• **Dataset content**
------------------------

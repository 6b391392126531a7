use indexmap::{IndexMap, IndexSet};
use log::trace;
use thiserror::Error;

use crate::builtins::BuiltinFunction;
use crate::pcode::{Instruction, Label, PcodeError};
use crate::runtime::value::binary;
use crate::runtime::{Environment, InputSource, Key, Pointer, RuntimeError, Value};

use super::LoadedProgram;

pub(super) type VmResult<T> = std::result::Result<T, VmError>;

/// VM failures: listing load errors plus everything that can go wrong while
/// running the instructions.
#[derive(Debug, Error, Clone, PartialEq, Eq)]
pub enum VmError {
    #[error(transparent)]
    Runtime(#[from] RuntimeError),
    #[error(transparent)]
    Decode(#[from] PcodeError),
    #[error("Stack underflow")]
    StackUnderflow,
    #[error("Unresolved label '{label}'")]
    UnresolvedLabel { label: String },
    #[error("Duplicate label '{label}'")]
    DuplicateLabel { label: String },
    #[error("Duplicate function definition '{name}'")]
    DuplicateFunction { name: String },
    #[error("P-code listing has no MAIN block")]
    MissingMain,
    #[error("Expected {expected} on the stack, got {found}")]
    UnexpectedStackEntry {
        expected: &'static str,
        found: &'static str,
    },
    #[error("LEAVE without a matching ENTER")]
    FrameUnderflow,
    #[error("RET outside of a function")]
    ReturnOutsideFunction,
}

/// Operand stack slot. Aggregate literals push pending entries that only
/// the matching `STRUCT`/`MAP`/`SET` instruction consumes.
#[derive(Debug)]
enum StackEntry {
    Value(Value),
    Field(String, Value),
    Pair(Value, Value),
    Element(Value),
}

impl StackEntry {
    fn kind(&self) -> &'static str {
        match self {
            StackEntry::Value(_) => "value",
            StackEntry::Field(..) => "struct field",
            StackEntry::Pair(..) => "map entry",
            StackEntry::Element(_) => "set element",
        }
    }

    fn unexpected(&self, expected: &'static str) -> VmError {
        VmError::UnexpectedStackEntry {
            expected,
            found: self.kind(),
        }
    }
}

struct CallRecord {
    return_ip: usize,
    frame_depth: usize,
}

/// Executes a loaded program from `MAIN` and returns printed output.
pub(super) fn run_program(program: &LoadedProgram, input: InputSource) -> VmResult<String> {
    let mut runtime = VmRuntime {
        program,
        stack: Vec::new(),
        frames: vec![Environment::new()],
        calls: Vec::new(),
        input,
        output: Vec::new(),
        line: Vec::new(),
    };
    runtime.execute(program.main)?;
    Ok(runtime.output_string())
}

/// Fetch-dispatch state for one run.
///
/// `frames` is the scope stack: the last entry is the innermost frame, calls
/// and `ENTER` push a child of it, `RET` and `LEAVE` pop back.
struct VmRuntime<'a> {
    program: &'a LoadedProgram,
    stack: Vec<StackEntry>,
    frames: Vec<Environment>,
    calls: Vec<CallRecord>,
    input: InputSource,
    output: Vec<String>,
    line: Vec<String>,
}

impl VmRuntime<'_> {
    fn execute(&mut self, entry: usize) -> VmResult<()> {
        let program = self.program;
        let mut ip = entry;
        while let Some(instruction) = program.code.get(ip) {
            trace!("{ip:04} {instruction} (stack {})", self.stack.len());
            ip += 1;
            match instruction {
                Instruction::Push(value) => self.push(Value::Integer(*value)),
                Instruction::Load(name) => {
                    let value = self.frame()?.get(name)?;
                    self.push(value);
                }
                Instruction::Store(name) => {
                    let value = self.pop_value()?;
                    self.frame()?.assign(name, value);
                }
                Instruction::Decl(name) => self.frame()?.define(name.clone(), Value::Integer(0)),
                Instruction::DeclArray(name) => {
                    let size = self.pop_value()?;
                    let array = Value::zeroed_array(&size)?;
                    self.frame()?.define(name.clone(), array);
                }
                Instruction::Read(name) => {
                    let value = self.input.read_integer(name)?;
                    self.frame()?.assign(name, Value::Integer(value));
                }
                Instruction::ArrayLoad => {
                    let index = self.pop_value()?;
                    let container = self.pop_value()?;
                    self.push(container.index(&index)?);
                }
                Instruction::ArrayStore => {
                    let index = self.pop_value()?;
                    let container = self.pop_value()?;
                    let value = self.pop_value()?;
                    container.store_index(&index, value)?;
                }
                Instruction::FieldLoad(field) => {
                    let object = self.pop_value()?;
                    self.push(object.field(field)?);
                }
                Instruction::FieldStore(field) => {
                    let object = self.pop_value()?;
                    let value = self.pop_value()?;
                    object.store_field(field, value)?;
                }
                Instruction::Addr(name) => {
                    let frame = self.frame()?.resolve(name)?;
                    self.push(Value::Pointer(Pointer::Variable {
                        frame,
                        name: name.clone(),
                    }));
                }
                Instruction::ArrayAddr => {
                    let index = self.pop_value()?;
                    let container = self.pop_value()?;
                    self.push(Value::Pointer(container.element_pointer(&index)?));
                }
                Instruction::FieldAddr(field) => {
                    let object = self.pop_value()?;
                    self.push(Value::Pointer(object.field_pointer(field)?));
                }
                Instruction::Deref => {
                    let pointer = self.pop_value()?;
                    self.push(pointer.dereference()?);
                }
                Instruction::PointerStore => {
                    let pointer = self.pop_value()?;
                    let value = self.pop_value()?;
                    pointer.store_through(value)?;
                }
                Instruction::Array(count) => {
                    let values = self
                        .pending(Some(*count), |_| false)?
                        .into_iter()
                        .map(|entry| match entry {
                            StackEntry::Value(value) => Ok(value),
                            other => Err(other.unexpected("value")),
                        })
                        .collect::<VmResult<Vec<_>>>()?;
                    self.push(Value::array(values));
                }
                Instruction::SetField(field) => {
                    let value = self.pop_value()?;
                    self.stack.push(StackEntry::Field(field.clone(), value));
                }
                Instruction::Struct(count) => {
                    let mut fields = IndexMap::new();
                    for entry in self.pending(*count, |entry| matches!(entry, StackEntry::Field(..)))? {
                        match entry {
                            StackEntry::Field(name, value) => {
                                fields.insert(Key::Name(name), value);
                            }
                            other => return Err(other.unexpected("struct field")),
                        }
                    }
                    self.push(Value::mapping(fields));
                }
                Instruction::MapInsert => {
                    let value = self.pop_value()?;
                    let key = self.pop_value()?;
                    self.stack.push(StackEntry::Pair(key, value));
                }
                Instruction::Map(count) => {
                    let mut entries = IndexMap::new();
                    for entry in self.pending(*count, |entry| matches!(entry, StackEntry::Pair(..)))? {
                        match entry {
                            StackEntry::Pair(key, value) => {
                                entries.insert(key.to_key()?, value);
                            }
                            other => return Err(other.unexpected("map entry")),
                        }
                    }
                    self.push(Value::mapping(entries));
                }
                Instruction::SetAdd => {
                    let value = self.pop_value()?;
                    self.stack.push(StackEntry::Element(value));
                }
                Instruction::Set(count) => {
                    let mut items = IndexSet::new();
                    for entry in self.pending(*count, |entry| matches!(entry, StackEntry::Element(_)))? {
                        match entry {
                            StackEntry::Element(value) => {
                                items.insert(value.to_key()?);
                            }
                            other => return Err(other.unexpected("set element")),
                        }
                    }
                    self.push(Value::set(items));
                }
                Instruction::Neg => {
                    let value = self.pop_value()?;
                    self.push(value.negate()?);
                }
                Instruction::Binary(op) => {
                    let right = self.pop_value()?;
                    let left = self.pop_value()?;
                    self.push(binary(*op, &left, &right)?);
                }
                Instruction::JumpIfZero(label) => {
                    if !self.pop_value()?.is_true()? {
                        ip = jump_address(label)?;
                    }
                }
                Instruction::Jump(label) => ip = jump_address(label)?,
                Instruction::Call { name, argc } => {
                    if let Some(next) = self.call(name, *argc, ip)? {
                        ip = next;
                    }
                }
                Instruction::Ret => {
                    let value = self.pop_value()?;
                    let record = self.calls.pop().ok_or(VmError::ReturnOutsideFunction)?;
                    trace!("return to {:04}", record.return_ip);
                    self.frames.truncate(record.frame_depth);
                    ip = record.return_ip;
                    self.push(value);
                }
                Instruction::Pop => {
                    self.stack.pop().ok_or(VmError::StackUnderflow)?;
                }
                Instruction::Print => {
                    let value = self.pop_value()?;
                    self.line.push(value.to_string());
                }
                Instruction::Newline => {
                    self.output.push(self.line.join(" "));
                    self.line.clear();
                }
                Instruction::Enter => {
                    let child = self.frame()?.child();
                    self.frames.push(child);
                }
                Instruction::Leave => {
                    // The global frame and call frames are never popped by LEAVE.
                    let floor = self.calls.last().map_or(1, |record| record.frame_depth + 1);
                    if self.frames.len() <= floor {
                        return Err(VmError::FrameUnderflow);
                    }
                    self.frames.pop();
                }
                Instruction::End => break,
            }
        }
        Ok(())
    }

    /// Invokes a builtin in place, or enters a user function and returns the
    /// address to continue at.
    fn call(&mut self, name: &str, argc: usize, return_ip: usize) -> VmResult<Option<usize>> {
        let args = self.pop_args(argc)?;
        if let Some(builtin) = BuiltinFunction::from_name(name) {
            let result = builtin.call(args)?;
            self.push(result);
            return Ok(None);
        }

        let program = self.program;
        let function = program
            .functions
            .get(name)
            .ok_or_else(|| RuntimeError::UndefinedFunction {
                name: name.to_string(),
            })?;
        RuntimeError::expect_function_arity(name, function.params.len(), args.len())?;

        let frame = self.frame()?.child();
        for (param, value) in function.params.iter().zip(args) {
            frame.define(param.clone(), value);
        }
        trace!("call {name} depth={}", self.calls.len() + 1);
        self.calls.push(CallRecord {
            return_ip,
            frame_depth: self.frames.len(),
        });
        self.frames.push(frame);
        Ok(Some(function.entry))
    }

    fn frame(&self) -> VmResult<Environment> {
        self.frames.last().cloned().ok_or(VmError::FrameUnderflow)
    }

    fn push(&mut self, value: Value) {
        self.stack.push(StackEntry::Value(value));
    }

    fn pop_value(&mut self) -> VmResult<Value> {
        match self.stack.pop() {
            Some(StackEntry::Value(value)) => Ok(value),
            Some(other) => Err(other.unexpected("value")),
            None => Err(VmError::StackUnderflow),
        }
    }

    fn pop_args(&mut self, argc: usize) -> VmResult<Vec<Value>> {
        let mut args = Vec::with_capacity(argc);
        for _ in 0..argc {
            args.push(self.pop_value()?);
        }
        args.reverse();
        Ok(args)
    }

    /// Removes the topmost entries of an aggregate in push order. With a
    /// count, exactly that many are taken; without one, entries are taken
    /// while `is_entry` holds.
    fn pending(
        &mut self,
        count: Option<usize>,
        is_entry: impl Fn(&StackEntry) -> bool,
    ) -> VmResult<Vec<StackEntry>> {
        let start = match count {
            Some(count) => self
                .stack
                .len()
                .checked_sub(count)
                .ok_or(VmError::StackUnderflow)?,
            None => self
                .stack
                .iter()
                .rposition(|entry| !is_entry(entry))
                .map_or(0, |position| position + 1),
        };
        Ok(self.stack.split_off(start))
    }

    fn output_string(mut self) -> String {
        if !self.line.is_empty() {
            self.output.push(self.line.join(" "));
        }
        self.output.join("\n")
    }
}

fn jump_address(label: &Label) -> VmResult<usize> {
    label.address.ok_or_else(|| VmError::UnresolvedLabel {
        label: label.name.clone(),
    })
}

------------------------

• **Work request**
From the first line of the listing above through the line that contains "pub(super) type VmResult<T>", retype every line exactly, and write nothing else.

• **Output for this task**
repository 6b391392126531a7
use indexmap::{IndexMap, IndexSet};
use log::trace;
use thiserror::Error;

use crate::builtins::BuiltinFunction;
use crate::pcode::{Instruction, Label, PcodeError};
use crate::runtime::value::binary;
use crate::runtime::{Environment, InputSource, Key, Pointer, RuntimeError, Value};

use super::LoadedProgram;

pub(super) type VmResult<T> = std::result::Result<T, VmError>;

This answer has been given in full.